Völkl-Kernstock: Entsprechend den Berichten von Jugendlichen verläuft das Distance-Learning sehr unterschiedlich. Jugendliche haben derzeit oftmals nur eine Stunde am Tag, manchmal aber auch vier bis sechs Stunden. Es fehlt der Austausch, da weniger Interaktion in diesem Lernformat möglich ist, und es besteht Sorge, Schularbeiten und Tests nicht gut erledigen zu können, da sie sich oft nicht als gut vorbereitet erleben. Natürlich fehlt aber auch der Schulweg, der Alltagsrhythmus, denn der Weg zur Schule bedeutet derzeit oft lediglich einen Schritt vom Bett zum Schreibtisch, oder es wird der Laptop ins Bett geholt. Die damit einhergehende reduzierte Lerneffizienz ist für die Jugendlichen selbst sehr spürbar und bewusst. Es fehlt aber das Korrektiv, das sie noch benötigen.

STANDARD: Wie wichtig ist für Kinder ein strukturierter Tagesablauf, den Schulen bieten können?

Völkl-Kernstock: Sehr wichtig! Nicht nur wegen des Lernens, sondern auch die sozialen Kontakte betreffend.

STANDARD: Was passiert bei einem so langanhaltenden Mangel an sozialen Kontakten? Kann das auch bei Kindern zu Vereinsamung führen?

Greber-Platzer: Für eine gesunde Entwicklung braucht es die Interaktion und den Austausch mit gleichaltrigen Kollegen.
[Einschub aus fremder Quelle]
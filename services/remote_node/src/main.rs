//! Standalone remote node
//!
//! Usage:
//!   remote-node --config config/remote.toml
//!   remote-node --port 8090 --ping 127.0.0.1:8091
//!
//! Every node answers `Ping` with `Pong`, so two nodes pinging each other
//! exercise both directions of the remoting core.

use actor_remote::{
    LocalDispatcher, LocalEnvelope, Pid, Remote, RemoteConfig, ShutdownOutcome, SystemHandle,
    JSON_SERIALIZER_ID,
};
use anyhow::{Context, Result};
use clap::Parser;
use serde::{Deserialize, Serialize};
use std::sync::Arc;
use std::time::Duration;
use tokio::sync::mpsc;
use tracing::{error, info, warn};
use tracing_subscriber::EnvFilter;

const NODE_ACTOR: &str = "node";

#[derive(Parser, Debug)]
#[command(name = "remote-node")]
#[command(about = "Actor remoting endpoint server")]
#[command(version)]
struct Args {
    /// Path to configuration file
    #[arg(short, long)]
    config: Option<String>,

    /// Override the bind host
    #[arg(long)]
    host: Option<String>,

    /// Override the bind port
    #[arg(short, long)]
    port: Option<u16>,

    /// Log level used when RUST_LOG is not set
    #[arg(short, long, default_value = "info")]
    log_level: String,

    /// Enable JSON logging format
    #[arg(long)]
    json_logs: bool,

    /// Address of a node to ping periodically
    #[arg(long)]
    ping: Option<String>,

    /// Ping interval in milliseconds
    #[arg(long, default_value_t = 1000)]
    ping_interval_ms: u64,
}

#[derive(Debug, Clone, Serialize, Deserialize)]
struct Ping {
    seq: u64,
}

#[derive(Debug, Clone, Serialize, Deserialize)]
struct Pong {
    seq: u64,
}

/// Hands every local delivery to the main loop
struct ChannelDispatcher {
    tx: mpsc::UnboundedSender<LocalEnvelope>,
}

impl LocalDispatcher for ChannelDispatcher {
    fn dispatch(&self, envelope: LocalEnvelope) {
        if self.tx.send(envelope).is_err() {
            warn!("Node inbox closed, dropping delivery");
        }
    }
}

#[tokio::main]
async fn main() -> Result<()> {
    let args = Args::parse();
    init_logging(&args);

    let config = load_config(&args)?;
    info!(address = %config.address(), scheme = ?config.scheme, "Starting remote node");

    let (tx, mut inbox) = mpsc::unbounded_channel();
    let system = SystemHandle::new(Arc::new(ChannelDispatcher { tx }));
    system
        .serializers()
        .register_type::<Ping>(JSON_SERIALIZER_ID, "remote_node.Ping")
        .context("Failed to register Ping")?;
    system
        .serializers()
        .register_type::<Pong>(JSON_SERIALIZER_ID, "remote_node.Pong")
        .context("Failed to register Pong")?;

    let remote = Arc::new(Remote::new(system, config));
    let bound = remote.start().await.context("Failed to start remote server")?;
    let me = Pid::new(remote.system().registry().address(), NODE_ACTOR);
    info!(bound = %bound, system_id = %remote.system().id(), "Remote node ready");

    if let Some(peer) = args.ping.clone() {
        let remote = remote.clone();
        let me = me.clone();
        let interval = Duration::from_millis(args.ping_interval_ms.max(1));
        tokio::spawn(async move {
            let target = Pid::new(peer, NODE_ACTOR);
            let mut ticker = tokio::time::interval(interval);
            let mut seq = 0u64;
            loop {
                ticker.tick().await;
                seq += 1;
                remote.send_message(target.clone(), None, Arc::new(Ping { seq }), Some(me.clone()), JSON_SERIALIZER_ID);
            }
        });
    }

    loop {
        tokio::select! {
            _ = tokio::signal::ctrl_c() => {
                info!("Received shutdown signal");
                break;
            }
            Some(envelope) = inbox.recv() => handle(&remote, &me, envelope),
        }
    }

    match remote.shutdown(true).await {
        Ok(ShutdownOutcome::Forced) => warn!("Shutdown timed out, connections were force-closed"),
        Ok(outcome) => info!(outcome = ?outcome, "Remote node stopped"),
        Err(e) => error!(error = %e, "Shutdown failed"),
    }
    Ok(())
}

fn handle(remote: &Remote, me: &Pid, envelope: LocalEnvelope) {
    if let Some(ping) = envelope.message.downcast_ref::<Ping>() {
        info!(seq = ping.seq, from = ?envelope.sender, "Received ping");
        if let Some(sender) = envelope.sender {
            remote.send_message(sender, None, Arc::new(Pong { seq: ping.seq }), Some(me.clone()), JSON_SERIALIZER_ID);
        }
    } else if let Some(pong) = envelope.message.downcast_ref::<Pong>() {
        info!(seq = pong.seq, from = ?envelope.sender, "Received pong");
    } else {
        info!(target_pid = %envelope.target, sender = ?envelope.sender, "Received message");
    }
}

fn load_config(args: &Args) -> Result<RemoteConfig> {
    let mut config = match &args.config {
        Some(path) => RemoteConfig::load(path)?,
        None => RemoteConfig::default(),
    };
    if let Some(host) = &args.host {
        config.host = host.clone();
    }
    if let Some(port) = args.port {
        config.port = port;
    }
    config.validate().context("Invalid remote configuration")?;
    Ok(config)
}

fn init_logging(args: &Args) {
    let filter = EnvFilter::try_from_default_env().unwrap_or_else(|_| EnvFilter::new(&args.log_level));

    if args.json_logs {
        tracing_subscriber::fmt().json().with_env_filter(filter).init();
    } else {
        tracing_subscriber::fmt().with_env_filter(filter).init();
    }
}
Erziehungspersonen sind nicht nur die Eltern, sondern auch Kindergärtnerinnen und Lehrerinnen. Chaos führt zur Orientierungslosigkeit, und klare Abläufe geben Vertrauen. Kinder lernen miteinander, brauchen den Kontakt zur Lehrperson. Jugendliche geben sich oft erwachsen, sind aber nicht erwachsen. Jugendliche wollen und sollen nicht allein gelassen werden und sich den ganzen Tag alleine organisieren, denn das überfordert sie. Sie brauchen den Zusammenhalt in der Gruppe, denn sie lernen in der Diskussion. Gerade bei Jugendlichen sind Lehrer nicht nur Lehrende, sondern Wissende, die es schaffen, sie für Themen zu begeistern und sie mitnehmen. Die Lehrer sind auch diejenigen, die merken, wenn Probleme oder Schwächen im Schulstoff vorhanden sind. Online geht das unter.

Völkl-Kernstock: Kinder, die sich generell nicht so leicht mit Kontakten tun, die eher ruhiger sind und zu jenen gehören, auf die oftmals die Gleichaltrigen zukommen, die leiden sehr und fühlen sich einsam.

STANDARD: Wie stehen Sie zu der Diskussion über die Rolle der Kinder in der Covid-19-Infektionskette?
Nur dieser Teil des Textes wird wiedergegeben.